La parole est aux accusés. Lundi 16 décembre, après trois mois et demi d’audiences, les 51 hommes jugés au procès des viols de Mazan ont une dernière occasion de s’exprimer. C’est Dominique Pelicot, l’accusé principal, qui s’est exprimé le premier, commençant par saluer le « courage » de son ex-femme, Gisèle Pelicot, qu’il avait droguée pendant une décennie pour la violer et la livrer à des dizaines d’hommes recrutés sur Internet.
« Je regrette ce que j’ai fait, faire souffrir [ma famille] depuis 4 ans [la date de la révélation des faits], je leur demande pardon », a poursuivi le septuagénaire, dans sa dernière prise de parole avant le verdict attendu jeudi de ce procès emblématique des violences sexuelles.
Les autres accusés, des hommes âgés de 27 à 74 ans, doivent se succéder dans la journée à la barre dans l’ordre auquel leurs cas avaient été étudiés par la cour, avec d’abord Jean-Pierre M., 63 ans, le seul à ne pas être poursuivi pour des faits sur Gisèle Pelicot mais pour avoir reproduit le même procédé de soumission chimique, en compagnie de Dominique Pelicot, sur sa propre épouse. Puis, la cour criminelle de Vaucluse se retirera pour délibérer, pour un verdict très attendu, a priori jeudi.

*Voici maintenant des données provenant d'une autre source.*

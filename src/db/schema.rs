/// Schema for the inventory store.
///
/// Timestamps are stored as `YYYY-MM-DDTHH:MM:SSZ` so they compare correctly
/// as text; calendar dates as `YYYY-MM-DD`.
pub const SCHEMA: &str = r#"
CREATE TABLE IF NOT EXISTS categories (
    id INTEGER PRIMARY KEY,
    name TEXT NOT NULL UNIQUE,
    description TEXT,
    created_at TEXT NOT NULL
);

CREATE TABLE IF NOT EXISTS vendors (
    id INTEGER PRIMARY KEY,
    name TEXT NOT NULL UNIQUE,
    contact_email TEXT,
    created_at TEXT NOT NULL
);

CREATE TABLE IF NOT EXISTS products (
    id INTEGER PRIMARY KEY,
    name TEXT NOT NULL,
    sku TEXT NOT NULL UNIQUE,
    category_id INTEGER REFERENCES categories(id),
    vendor_id INTEGER REFERENCES vendors(id),
    price REAL NOT NULL DEFAULT 0,
    quantity INTEGER NOT NULL DEFAULT 0,
    expiry_date TEXT,
    created_at TEXT NOT NULL,
    updated_at TEXT NOT NULL
);

CREATE INDEX IF NOT EXISTS idx_products_category ON products(category_id);
CREATE INDEX IF NOT EXISTS idx_products_vendor ON products(vendor_id);
CREATE INDEX IF NOT EXISTS idx_products_quantity ON products(quantity);

CREATE TABLE IF NOT EXISTS inventory_movements (
    id INTEGER PRIMARY KEY,
    product_id INTEGER NOT NULL REFERENCES products(id) ON DELETE CASCADE,
    movement_type TEXT NOT NULL
        CHECK (movement_type IN ('IN', 'OUT', 'SALE', 'ADJUSTMENT', 'RETURN')),
    quantity INTEGER NOT NULL,
    unit_price REAL NOT NULL DEFAULT 0,
    created_at TEXT NOT NULL
);

CREATE INDEX IF NOT EXISTS idx_movements_product_time
    ON inventory_movements(product_id, created_at);
CREATE INDEX IF NOT EXISTS idx_movements_time ON inventory_movements(created_at);

CREATE TABLE IF NOT EXISTS purchase_orders (
    id INTEGER PRIMARY KEY,
    order_number TEXT NOT NULL UNIQUE,
    vendor_id INTEGER NOT NULL REFERENCES vendors(id),
    status TEXT NOT NULL
        CHECK (status IN ('PENDING', 'APPROVED', 'ORDERED', 'DELIVERED', 'CANCELLED')),
    total_amount REAL NOT NULL DEFAULT 0,
    ordered_at TEXT NOT NULL,
    expected_date TEXT,
    delivered_at TEXT
);

CREATE INDEX IF NOT EXISTS idx_orders_vendor ON purchase_orders(vendor_id);

CREATE TABLE IF NOT EXISTS activity_logs (
    id INTEGER PRIMARY KEY,
    user_id TEXT NOT NULL,
    action TEXT NOT NULL,
    entity_type TEXT NOT NULL,
    details TEXT,
    created_at TEXT NOT NULL
);

CREATE INDEX IF NOT EXISTS idx_activity_user_time ON activity_logs(user_id, created_at);

CREATE TABLE IF NOT EXISTS ai_insights (
    id INTEGER PRIMARY KEY,
    kind TEXT NOT NULL,
    title TEXT NOT NULL,
    summary TEXT NOT NULL,
    priority TEXT NOT NULL DEFAULT 'MEDIUM',
    created_at TEXT NOT NULL
);

CREATE TABLE IF NOT EXISTS product_forecasts (
    id INTEGER PRIMARY KEY,
    product_id INTEGER NOT NULL REFERENCES products(id) ON DELETE CASCADE,
    forecast_date TEXT NOT NULL,
    predicted_demand REAL NOT NULL,
    confidence REAL NOT NULL,
    created_at TEXT NOT NULL
);

CREATE INDEX IF NOT EXISTS idx_forecasts_date ON product_forecasts(forecast_date);
"#;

Ces prises de parole, à la barre du tribunal d’Avignon pour les 32 accusés comparaissant libres ou depuis leur box pour les 18 accusés détenus [le 51e, en fuite, est jugé in absentia], se feront dans des conditions strictement définies. « Ce moment doit pouvoir permettre à chaque accusé d’ajouter éventuellement un mot. Il ne s’agit pas de répéter ce qui a pu être plaidé par les avocats ces derniers jours. Il est évident que ce qui a déjà été dit serait répétitif et je pourrais dans ce cas couper l’intervention », avait prévenu jeudi le président de la cour, Roger Arata.
« Un message d’espoir aux victimes de violences sexuelles »
Dans son réquisitoire, les 25, 26 et 27 novembre, l’accusation avait requis la peine maximale possible, soit 20 ans de réclusion criminelle, contre Dominique Pelicot, le « chef d’orchestre » de cette décennie de viols sur son épouse. Les autres réquisitions s’étaient étalées de 10 à 18 ans de réclusion contre les 49 accusés poursuivis pour viols aggravés, quatre ans de prison étant demandés contre le dernier, seulement poursuivi pour « attouchements » sur Gisèle Pelicot.
La cour suivra-t-elle ces réquisitions, plus sévères que la moyenne générale des condamnations pour viols en France, qui était de 11,1 ans en 2022, selon le ministère de la Justice ? Ou, à l’inverse, osera-t-elle suivre la trentaine de demandes d’acquittement formulées par les avocats de la défense, selon qui leurs clients ont été « manipulés » par le « monstre », le « loup » ou encore « l’ogre » Dominique Pelicot, et « n’avaient pas l’intention » de violer son ex-épouse ?
Par sa décision, la cour enverra « un message d’espoir aux victimes de violences sexuelles », avait en tout cas espéré lors du réquisitoire Laure Chabaud, l’une des deux représentantes du ministère public à ce procès devenu également emblématique des questions de soumission chimique et de consentement. Cette dernière semaine va clore une procédure hors norme, débutée le 2 septembre à Avignon, au puissant retentissement national et international.
Une fois les dernières paroles des accusés exprimées, la cour se retirera pour délibérer, un processus « prévu pour durer trois jours », avait précisé M. Arata vendredi. Les cinq magistrats professionnels de la cour criminelle donneront alors leur verdict, « en principe jeudi à 9 h 30 », avait ajouté le magistrat ; mais, « si jamais nous avions besoin de temps supplémentaire, nous pourrions décaler le prononcé du délibéré au jeudi après-midi ou au vendredi matin ».